Então o Sr. Sarney se reinventou como um senador representando Amapá, um território na Amazônia feito em um estado em 1991, supervisionando o crescimento do império de mídia da família e da entrada de seus filhos na política. Ele ganhou destaque novamente ao longo da última década como presidente do Senado, enquanto lutava contra alegações de nepotismo e corrupção .
Sua filha, Roseana, o governador partida do Maranhão, é comemorado nas páginas do jornal da família (uma fotografia de primeira página em novembro mostrou seu dedilhar uma guitarra, enquanto visitava uma escola). Mas seu último ano de mandato foi atingido por uma crise sobrerebeliões prisionais envolvendo decapitações e relatórios que as quadrilhas estavam estuprando esposas dos presos durante as visitas conjugais.
Citando razões pessoais, Ms. Sarney deixou o cargo este mês, com apenas semanas deixou em seu último mandato, evitando a cerimônia de transferência de faixa do governador para seu sucessor em 1º de janeiro Enquanto isso, o testemunho de um enorme escândalo de corrupçãoenvolvendo a empresa nacional de petróleo tem ligada a ela para o esquema.Ms. Sarney, que negou as alegações, também recusou um pedido de entrevista.
Alguns no Maranhão duvidar que a família Sarney agora vai sentar e simplesmente observar seus adversários exercem o poder. Na verdade, Ms. Sarney foi nocauteado do palácio do governador uma vez antes, após a eleição de um governador de oposição em 2006.
Mas ele foi deposto em face das críticas em meios de comunicação controlados Sarney sobre acusações-compra de votos, permitindo Ms. Sarney para intervir e substituí-lo.

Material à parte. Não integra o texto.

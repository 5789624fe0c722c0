use chrono::Utc;
use pal_types::{Agent, AgentVersion};
use rusqlite::{params, Connection, OptionalExtension, Row};

use crate::Result;

fn row_to_agent(row: &Row) -> rusqlite::Result<Agent> {
    Ok(Agent {
        id: row.get(0)?,
        name: row.get(1)?,
        current_version: row.get(2)?,
        created_at: row.get(3)?,
    })
}

fn row_to_version(row: &Row) -> rusqlite::Result<AgentVersion> {
    Ok(AgentVersion {
        agent_id: row.get(0)?,
        version: row.get(1)?,
        spec_text: row.get(2)?,
        accepted: row.get(3)?,
        retired: row.get(4)?,
        ports_completed: row.get(5)?,
        ports_failed: row.get(6)?,
        total_cost: row.get(7)?,
        created_at: row.get(8)?,
    })
}

pub fn upsert_agent(conn: &Connection, agent: &Agent) -> Result<()> {
    conn.execute(
        r#"
        INSERT INTO agents (id, name, current_version, created_at)
        VALUES (?1, ?2, ?3, ?4)
        ON CONFLICT(id) DO UPDATE SET
            name = ?2,
            current_version = ?3
        "#,
        params![
            &agent.id,
            &agent.name,
            agent.current_version,
            agent.created_at
        ],
    )?;
    Ok(())
}

pub fn get_agent(conn: &Connection, agent_id: &str) -> Result<Option<Agent>> {
    let agent = conn
        .query_row(
            "SELECT id, name, current_version, created_at FROM agents WHERE id = ?1",
            [agent_id],
            row_to_agent,
        )
        .optional()?;
    Ok(agent)
}

pub fn list_agents(conn: &Connection) -> Result<Vec<Agent>> {
    let mut stmt =
        conn.prepare("SELECT id, name, current_version, created_at FROM agents ORDER BY id")?;
    let agents = stmt
        .query_map([], row_to_agent)?
        .collect::<std::result::Result<Vec<_>, _>>()?;
    Ok(agents)
}

pub fn insert_version(conn: &Connection, version: &AgentVersion) -> Result<()> {
    conn.execute(
        r#"
        INSERT INTO agent_versions (
            agent_id, version, spec_text, accepted, retired,
            ports_completed, ports_failed, total_cost, created_at
        )
        VALUES (?1, ?2, ?3, ?4, ?5, ?6, ?7, ?8, ?9)
        "#,
        params![
            &version.agent_id,
            version.version,
            &version.spec_text,
            version.accepted,
            version.retired,
            version.ports_completed,
            version.ports_failed,
            version.total_cost,
            version.created_at,
        ],
    )?;
    Ok(())
}

/// The version new sessions select: the agent's current_version pointer.
pub fn current_version(conn: &Connection, agent_id: &str) -> Result<Option<AgentVersion>> {
    let version = conn
        .query_row(
            r#"
            SELECT v.agent_id, v.version, v.spec_text, v.accepted, v.retired,
                   v.ports_completed, v.ports_failed, v.total_cost, v.created_at
            FROM agent_versions v
            JOIN agents a ON a.id = v.agent_id AND a.current_version = v.version
            WHERE v.agent_id = ?1
            "#,
            [agent_id],
            row_to_version,
        )
        .optional()?;
    Ok(version)
}

/// Retired versions stay queryable; this lists everything.
pub fn list_versions(conn: &Connection, agent_id: &str) -> Result<Vec<AgentVersion>> {
    let mut stmt = conn.prepare(
        "SELECT agent_id, version, spec_text, accepted, retired, ports_completed,
                ports_failed, total_cost, created_at
         FROM agent_versions WHERE agent_id = ?1 ORDER BY version",
    )?;
    let versions = stmt
        .query_map([agent_id], row_to_version)?
        .collect::<std::result::Result<Vec<_>, _>>()?;
    Ok(versions)
}

pub fn retire_version(conn: &Connection, agent_id: &str, version: u32) -> Result<bool> {
    let updated = conn.execute(
        "UPDATE agent_versions SET retired = 1 WHERE agent_id = ?1 AND version = ?2",
        params![agent_id, version],
    )?;
    Ok(updated > 0)
}

/// Roll a port outcome into the current version's aggregates.
pub fn record_outcome(
    conn: &Connection,
    agent_id: &str,
    completed: bool,
    cost: f64,
) -> Result<bool> {
    let updated = conn.execute(
        r#"
        UPDATE agent_versions SET
            ports_completed = ports_completed + ?2,
            ports_failed = ports_failed + ?3,
            total_cost = total_cost + ?4
        WHERE agent_id = ?1
          AND version = (SELECT current_version FROM agents WHERE id = ?1)
        "#,
        params![agent_id, completed as u32, (!completed) as u32, cost],
    )?;
    Ok(updated > 0)
}

#[cfg(test)]
mod tests {
    use super::*;
    use crate::Store;

    fn seed(store: &Store) {
        store
            .write(|tx| {
                upsert_agent(
                    tx,
                    &Agent {
                        id: "impl".to_string(),
                        name: "Implementation worker".to_string(),
                        current_version: 2,
                        created_at: Utc::now(),
                    },
                )?;
                for (version, retired) in [(1u32, true), (2u32, false)] {
                    insert_version(
                        tx,
                        &AgentVersion {
                            agent_id: "impl".to_string(),
                            version,
                            spec_text: format!("spec v{}", version),
                            accepted: true,
                            retired,
                            ports_completed: 0,
                            ports_failed: 0,
                            total_cost: 0.0,
                            created_at: Utc::now(),
                        },
                    )?;
                }
                Ok(())
            })
            .unwrap();
    }

    #[test]
    fn test_current_version_follows_pointer() {
        let store = Store::open_in_memory().unwrap();
        seed(&store);

        let current = store
            .read(|conn| current_version(conn, "impl"))
            .unwrap()
            .unwrap();
        assert_eq!(current.version, 2);
        assert!(!current.retired);

        // retired versions remain queryable
        let versions = store.read(|conn| list_versions(conn, "impl")).unwrap();
        assert_eq!(versions.len(), 2);
        assert!(versions[0].retired);
    }

    #[test]
    fn test_record_outcome_hits_current_only() {
        let store = Store::open_in_memory().unwrap();
        seed(&store);

        store
            .write(|tx| record_outcome(tx, "impl", true, 1.5))
            .unwrap();
        store
            .write(|tx| record_outcome(tx, "impl", false, 0.5))
            .unwrap();

        let versions = store.read(|conn| list_versions(conn, "impl")).unwrap();
        assert_eq!(versions[0].ports_completed, 0);
        assert_eq!(versions[1].ports_completed, 1);
        assert_eq!(versions[1].ports_failed, 1);
        assert!((versions[1].total_cost - 2.0).abs() < 1e-9);
    }
}
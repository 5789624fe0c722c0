use pal_types::{Checkpoint, CheckpointTrigger};
use rusqlite::{params, Connection, OptionalExtension, Row};

use crate::error::invalid_column;
use crate::Result;

const CHECKPOINT_COLS: &str = "id, session_id, trigger_type, summary, port_id, active_files, \
     key_points, decisions, next_steps, token_snapshot, last_event_id, created_at";

fn row_to_checkpoint(row: &Row) -> rusqlite::Result<Checkpoint> {
    let trigger_raw: String = row.get(2)?;
    let files_raw: String = row.get(5)?;
    let key_points_raw: String = row.get(6)?;
    let decisions_raw: String = row.get(7)?;
    let next_steps_raw: String = row.get(8)?;

    Ok(Checkpoint {
        id: row.get(0)?,
        session_id: row.get(1)?,
        trigger_type: CheckpointTrigger::parse(&trigger_raw)
            .ok_or_else(|| invalid_column(2, "checkpoint trigger", &trigger_raw))?,
        summary: row.get(3)?,
        port_id: row.get(4)?,
        active_files: serde_json::from_str(&files_raw).unwrap_or_default(),
        key_points: serde_json::from_str(&key_points_raw).unwrap_or_default(),
        decisions: serde_json::from_str(&decisions_raw).unwrap_or_default(),
        next_steps: serde_json::from_str(&next_steps_raw).unwrap_or_default(),
        token_snapshot: row.get::<_, i64>(9)? as u64,
        last_event_id: row.get(10)?,
        created_at: row.get(11)?,
    })
}

/// Persist a checkpoint; the id column is assigned here.
pub fn insert(conn: &Connection, checkpoint: &Checkpoint) -> Result<i64> {
    conn.execute(
        r#"
        INSERT INTO checkpoints (
            session_id, trigger_type, summary, port_id, active_files,
            key_points, decisions, next_steps, token_snapshot, last_event_id,
            created_at
        )
        VALUES (?1, ?2, ?3, ?4, ?5, ?6, ?7, ?8, ?9, ?10, ?11)
        "#,
        params![
            &checkpoint.session_id,
            checkpoint.trigger_type.as_str(),
            &checkpoint.summary,
            &checkpoint.port_id,
            serde_json::to_string(&checkpoint.active_files).unwrap_or_else(|_| "[]".to_string()),
            serde_json::to_string(&checkpoint.key_points).unwrap_or_else(|_| "[]".to_string()),
            serde_json::to_string(&checkpoint.decisions).unwrap_or_else(|_| "[]".to_string()),
            serde_json::to_string(&checkpoint.next_steps).unwrap_or_else(|_| "[]".to_string()),
            checkpoint.token_snapshot as i64,
            checkpoint.last_event_id,
            checkpoint.created_at,
        ],
    )?;
    Ok(conn.last_insert_rowid())
}

pub fn get(conn: &Connection, checkpoint_id: i64) -> Result<Option<Checkpoint>> {
    let checkpoint = conn
        .query_row(
            &format!("SELECT {} FROM checkpoints WHERE id = ?1", CHECKPOINT_COLS),
            [checkpoint_id],
            row_to_checkpoint,
        )
        .optional()?;
    Ok(checkpoint)
}

pub fn latest(conn: &Connection, session_id: &str) -> Result<Option<Checkpoint>> {
    let checkpoint = conn
        .query_row(
            &format!(
                "SELECT {} FROM checkpoints WHERE session_id = ?1 ORDER BY id DESC LIMIT 1",
                CHECKPOINT_COLS
            ),
            [session_id],
            row_to_checkpoint,
        )
        .optional()?;
    Ok(checkpoint)
}

pub fn list_for_session(
    conn: &Connection,
    session_id: &str,
    limit: usize,
) -> Result<Vec<Checkpoint>> {
    let mut stmt = conn.prepare(&format!(
        "SELECT {} FROM checkpoints WHERE session_id = ?1 ORDER BY id DESC LIMIT {}",
        CHECKPOINT_COLS, limit
    ))?;
    let checkpoints = stmt
        .query_map([session_id], row_to_checkpoint)?
        .collect::<std::result::Result<Vec<_>, _>>()?;
    Ok(checkpoints)
}
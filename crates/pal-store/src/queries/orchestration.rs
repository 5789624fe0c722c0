use chrono::{DateTime, Utc};
use pal_types::{Orchestration, OrchestrationStatus};
use rusqlite::{params, Connection, OptionalExtension, Row};

use crate::error::invalid_column;
use crate::Result;

const ORCHESTRATION_COLS: &str = "id, name, status, build_session_id, total_ports, \
     completed_ports, progress, created_at, started_at, completed_at";

fn row_to_orchestration(row: &Row) -> rusqlite::Result<Orchestration> {
    let status_raw: String = row.get(2)?;
    Ok(Orchestration {
        id: row.get(0)?,
        name: row.get(1)?,
        status: OrchestrationStatus::parse(&status_raw)
            .ok_or_else(|| invalid_column(2, "orchestration status", &status_raw))?,
        build_session_id: row.get(3)?,
        total_ports: row.get(4)?,
        completed_ports: row.get(5)?,
        progress: row.get(6)?,
        created_at: row.get(7)?,
        started_at: row.get(8)?,
        completed_at: row.get(9)?,
    })
}

pub fn insert(conn: &Connection, orchestration: &Orchestration) -> Result<()> {
    conn.execute(
        r#"
        INSERT INTO orchestrations (
            id, name, status, build_session_id, total_ports, completed_ports,
            progress, created_at, started_at, completed_at
        )
        VALUES (?1, ?2, ?3, ?4, ?5, ?6, ?7, ?8, ?9, ?10)
        "#,
        params![
            &orchestration.id,
            &orchestration.name,
            orchestration.status.as_str(),
            &orchestration.build_session_id,
            orchestration.total_ports,
            orchestration.completed_ports,
            orchestration.progress,
            orchestration.created_at,
            orchestration.started_at,
            orchestration.completed_at,
        ],
    )?;
    Ok(())
}

pub fn get(conn: &Connection, orchestration_id: &str) -> Result<Option<Orchestration>> {
    let orchestration = conn
        .query_row(
            &format!(
                "SELECT {} FROM orchestrations WHERE id = ?1",
                ORCHESTRATION_COLS
            ),
            [orchestration_id],
            row_to_orchestration,
        )
        .optional()?;
    Ok(orchestration)
}

pub fn list(conn: &Connection, limit: usize) -> Result<Vec<Orchestration>> {
    let mut stmt = conn.prepare(&format!(
        "SELECT {} FROM orchestrations ORDER BY created_at DESC LIMIT {}",
        ORCHESTRATION_COLS, limit
    ))?;
    let orchestrations = stmt
        .query_map([], row_to_orchestration)?
        .collect::<std::result::Result<Vec<_>, _>>()?;
    Ok(orchestrations)
}

pub fn add_port(conn: &Connection, orchestration_id: &str, port_id: &str) -> Result<()> {
    conn.execute(
        "INSERT INTO orchestration_ports (orchestration_id, port_id) VALUES (?1, ?2)",
        params![orchestration_id, port_id],
    )?;
    conn.execute(
        "UPDATE orchestrations SET total_ports = total_ports + 1 WHERE id = ?1",
        [orchestration_id],
    )?;
    Ok(())
}

pub fn port_ids(conn: &Connection, orchestration_id: &str) -> Result<Vec<String>> {
    let mut stmt = conn.prepare(
        "SELECT port_id FROM orchestration_ports WHERE orchestration_id = ?1 ORDER BY port_id",
    )?;
    let ids = stmt
        .query_map([orchestration_id], |row| row.get(0))?
        .collect::<std::result::Result<Vec<_>, _>>()?;
    Ok(ids)
}

pub fn set_status(
    conn: &Connection,
    orchestration_id: &str,
    status: OrchestrationStatus,
    started_at: Option<DateTime<Utc>>,
    completed_at: Option<DateTime<Utc>>,
) -> Result<bool> {
    let updated = conn.execute(
        "UPDATE orchestrations SET status = ?2, started_at = COALESCE(?3, started_at),
                                   completed_at = COALESCE(?4, completed_at)
         WHERE id = ?1",
        params![orchestration_id, status.as_str(), started_at, completed_at],
    )?;
    Ok(updated > 0)
}

pub fn set_build_session(
    conn: &Connection,
    orchestration_id: &str,
    session_id: &str,
) -> Result<bool> {
    let updated = conn.execute(
        "UPDATE orchestrations SET build_session_id = ?2 WHERE id = ?1",
        params![orchestration_id, session_id],
    )?;
    Ok(updated > 0)
}

/// Bump the completed counter and recompute progress in one statement.
pub fn record_completion(conn: &Connection, orchestration_id: &str) -> Result<f64> {
    conn.execute(
        r#"
        UPDATE orchestrations SET
            completed_ports = completed_ports + 1,
            progress = CASE WHEN total_ports = 0 THEN 0
                            ELSE (completed_ports + 1) * 100.0 / total_ports END
        WHERE id = ?1
        "#,
        [orchestration_id],
    )?;
    let progress: f64 = conn.query_row(
        "SELECT progress FROM orchestrations WHERE id = ?1",
        [orchestration_id],
        |row| row.get(0),
    )?;
    Ok(progress)
}

#[cfg(test)]
mod tests {
    use super::*;
    use crate::Store;

    fn sample(id: &str) -> Orchestration {
        Orchestration {
            id: id.to_string(),
            name: format!("orchestration {}", id),
            status: OrchestrationStatus::Pending,
            build_session_id: None,
            total_ports: 0,
            completed_ports: 0,
            progress: 0.0,
            created_at: Utc::now(),
            started_at: None,
            completed_at: None,
        }
    }

    #[test]
    fn test_progress_moves_with_completions() {
        let store = Store::open_in_memory().unwrap();
        store
            .write(|tx| {
                insert(tx, &sample("O1"))?;
                add_port(tx, "O1", "P1")?;
                add_port(tx, "O1", "P2")
            })
            .unwrap();

        let halfway = store.write(|tx| record_completion(tx, "O1")).unwrap();
        assert!((halfway - 50.0).abs() < 1e-9);

        let done = store.write(|tx| record_completion(tx, "O1")).unwrap();
        assert!((done - 100.0).abs() < 1e-9);

        let ids = store.read(|conn| port_ids(conn, "O1")).unwrap();
        assert_eq!(ids, vec!["P1", "P2"]);
    }
}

Seu pai, o patriarca da família, permanece desafiador, mesmo no final de sua longa carreira política. Escrevendo em sua coluna dominical sobre o "novo Maranhão", disse Sarney o estado se assemelhava a "um corpo sem cabeça" antes de se tornar governador em 1960.
"A geração de hoje não tem noção de que a luta; a maior vitória de todos foi mudando a mentalidade do Maranhão ", disse Sarney. "Foi tão forte que produziu um presidente da república, e Maranhão surgiu como um dos estados mais importantes do país."
Correção: 26 de dezembro de 2014
Uma versão anterior do resumo com este artigo errou o estado brasileiro que José Sarney foi representando no Senado. Como o artigo observa corretamente, é Amapá, Maranhão não.